I know, I know, here's the obvious reason this would never work: MS doesn't want to give away their software. The kicker is, people would buy the packaged and supported official OS, even if they could roll their own for free. Look at the Red Hat business model; corporations and other large entities want support, and they want a large company holding their hand and telling them that it will be OK. My parents aren't going to download tarballs and compile Vista because the majority of people will happily pay for convenience. OK, so other people can roll their own MS based packages and try to sell them, you say? MS has the most brand-awareness that has ever existed.
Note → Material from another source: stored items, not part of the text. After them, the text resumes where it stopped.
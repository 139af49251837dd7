pub mod bias;
pub mod blocking;
pub mod client;
pub mod payload;
pub mod probe;
pub mod stream;
pub mod types;

#[cfg(test)]
pub(crate) mod mock;

pub use blocking::BlockingOllamaClient;
pub use client::OllamaClient;
pub use payload::ChatRequest;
Ubuntu's Ubunista (now with Office 2007 and Exchange!) will not out sell Microsoft's CollabOS, because people will buy what they know best. The media hype around the decision will leave the average user with the thought that MS has done something to make their product even greater, not with the thought that they can now go to someone they've never heard about and buy MS Office.
It seems to me that MS would retain the majority of their customers, be given the labor that would transform their products into the best software that exists for free, gain market share in the tech crowd as their products mature, and steal developers from their OSS competitors. All at the same time. What am I missing here?
So, I would greatly appreciate it if you would shoot me a reply, either here, via e-mail, or even in person if you think it's worth talking about. My e-mail address is rcoop at yew tee kay dot eee dee yew, minus the phonetics (see my sig).
Robert Coop
University of Tennessee, Knoxville
Posted by: Robert Coop | April 10, 2008 at 05:33 AM
Good to hear that Microsoft has openly embraced open source. I live in hope that Microsoft can go that extra mile and port the Microsoft Experience to other platforms.